In determining whether an expert's opinion is based upon reliable methodology, a district court should consider whether the opinion is (1) within a recognized field of expertise; (2) testable and has been tested; (3) published and subjected to peer review; (4) generally accepted in the scientific community (not always determinative); and (5) based more on particularized facts rather than assumption, conjecture, or generalization. If the expert formed his or her opinion based upon the results of a technique, experiment, or calculation, then a district court should also consider whether (1) the technique, experiment, or calculation was controlled by known standards; (2) the testing conditions were similar to the conditions at the time of the incident; (3) the technique, experiment, or calculation had a known error rate; and (4) it was developed by the proffered expert for purposes of the present dispute.

Finally, the Hallmark court found that it did not need to identify factors to be considered under the limited scope requirement. And that was part of the point of the court in Higgs. The court in Higgs pointed out that in Hallmark, it was "careful to note that the list of factors was not exhaustive, and we recognized that every factor may not be applicable in every case and would likely be accorded varying weight from case to case."

So, what is the difference between NRS 50.275 and Federal Rule of Evidence 702/Daubert? As noted, NRS 50.275 provides that

If scientific, technical or other specialized knowledge will assist the trier of fact to understand the evidence or to determine a fact in issue, a witness qualified as an expert by special knowledge, skill, experience, training or education may testify to matters within the scope of such knowledge.

Meanwhile, Federal Rule of Evidence 702 provides that

If scientific, technical, or other specialized knowledge will assist the trier of fact to understand the evidence or to determine a fact in issue, a witness qualified as an expert by knowledge, skill, experience, training, or education, may testify thereto in the form of an opinion or otherwise, if (1) the testimony is based upon sufficient facts or data, (2) the testimony is the product of reliable principles and methods, and (3) the witness has applied the principles and methods reliably to the facts of the case.

Contrasting these two, the Nevada Supremes concluded that

Whereas the federal rule mandates three additional conditions that trial judges should consider in evaluating expert witness testimony, the Nevada statute mandates no such requirements. Rather, NRS 50.275 provides general guidance and allows the trial judge discretion in deciding what factors are to be considered on a case-by-case basis. In Hallmark, we outlined some factors that are useful in this inquiry, but repeatedly noted that the factors enumerated "may not be equally applicable in every case."...We determine that the benefit of our approach is twofold: first, it gives judges wide discretion to perform their gatekeeping duties; and, second, it creates an inquiry that is based more in legal, rather than scientific, principles.

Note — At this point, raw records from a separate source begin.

use std::{fmt, fs::File, path::Path};

use anyhow::{Context, bail};
use chrono::NaiveDateTime;
use csv::{ReaderBuilder, StringRecord};
use physioband_types::{Sample, TIMESTAMP_FORMAT, Vector3};

use crate::HEADER;

#[derive(Debug, Clone, Copy, PartialEq)]
pub struct RecordSummary {
    pub rows: usize,
    pub first: Option<NaiveDateTime>,
    pub last: Option<NaiveDateTime>,
}

impl fmt::Display for RecordSummary {
    fn fmt(&self, f: &mut fmt::Formatter<'_>) -> fmt::Result {
        writeln!(f, "Record is valid:")?;
        write!(f, "  rows:  {}", self.rows)?;
        if let (Some(first), Some(last)) = (self.first, self.last) {
            writeln!(f)?;
            writeln!(f, "  first: {}", first.format(TIMESTAMP_FORMAT))?;
            write!(f, "  last:  {}", last.format(TIMESTAMP_FORMAT))?;
        }
        Ok(())
    }
}

/// Reads every row of a delta record, checking the header and each field.
pub fn read_record<P: AsRef<Path>>(path: P) -> anyhow::Result<Vec<Sample>> {
    let path = path.as_ref();
    let file =
        File::open(path).with_context(|| format!("Unable to open record `{}`", path.display()))?;

    let mut reader = ReaderBuilder::new()
        .has_headers(false)
        .flexible(true)
        .from_reader(file);

    let mut records = reader.records();
    let Some(header) = records.next() else {
        bail!("`{}` is empty, expected a header", path.display());
    };

    let header = header?;
    if header.iter().ne(HEADER) {
        bail!("Unexpected header: {:?}", header.iter().collect::<Vec<_>>());
    }

    let mut samples = Vec::new();
    for (index, record) in records.enumerate() {
        let line = index + 2;
        let record = record.with_context(|| format!("Unreadable row at line {}", line))?;
        let sample = parse_row(&record).with_context(|| format!("Invalid row at line {}", line))?;
        samples.push(sample);
    }

    Ok(samples)
}

fn parse_row(record: &StringRecord) -> anyhow::Result<Sample> {
    if record.len() != HEADER.len() {
        bail!("expected {} fields, found {}", HEADER.len(), record.len());
    }

    let time = NaiveDateTime::parse_from_str(&record[0], TIMESTAMP_FORMAT)
        .with_context(|| format!("bad timestamp {:?}", &record[0]))?;

    let mut deltas = [0_f64; 6];
    for (slot, (name, value)) in deltas
        .iter_mut()
        .zip(HEADER.iter().skip(1).zip(record.iter().skip(1)))
    {
        *slot = value
            .parse()
            .with_context(|| format!("bad {} value {:?}", name, value))?;
    }

    let [ax, ay, az, gx, gy, gz] = deltas;
    Ok(Sample {
        time,
        d_acc: Vector3::new(ax, ay, az),
        d_gyro: Vector3::new(gx, gy, gz),
    })
}

/// Checks a record against the layout the dashboard relies on.
pub fn validate<P: AsRef<Path>>(path: P) -> anyhow::Result<RecordSummary> {
    let samples = read_record(path)?;
    Ok(RecordSummary {
        rows: samples.len(),
        first: samples.first().map(|s| s.time),
        last: samples.last().map(|s| s.time),
    })
}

In Nevada, the qualification, assistance, and limited scope requirements are based on legal principles. The requirements ensure reliability and relevance, while not imposing upon a judge a mandate to determine scientific falsifiability and error rate for each case. In sum, Daubert, as any other case decided by the U.S. Supreme Court, is looked upon favorably by this court. We do not, however, adopt the Daubert standard as a limitation on the factors considered for admissibility of expert witness testimony. We hold that NRS 50.275 provides the standard for admissibility of expert witness testimony in Nevada.

Or, as Professor Stempel put it,

In Higgs, the court reaffirmed the general rules of expert admissibility but took pains to emphasize that scientific precision was not required to make expert testimony admissible as long as the expert was sufficiently qualified and the testimony was helpful to the factfinder and sufficiently reliable. A precise methodology is not required, however, nor must a proffer of expert testimony meet a precise checklist of criteria to gain admissibility. Part of the court's rationale in Higgs was concern that courts, following Daubert, had been overly rigid in applying the criteria for expert admissibility.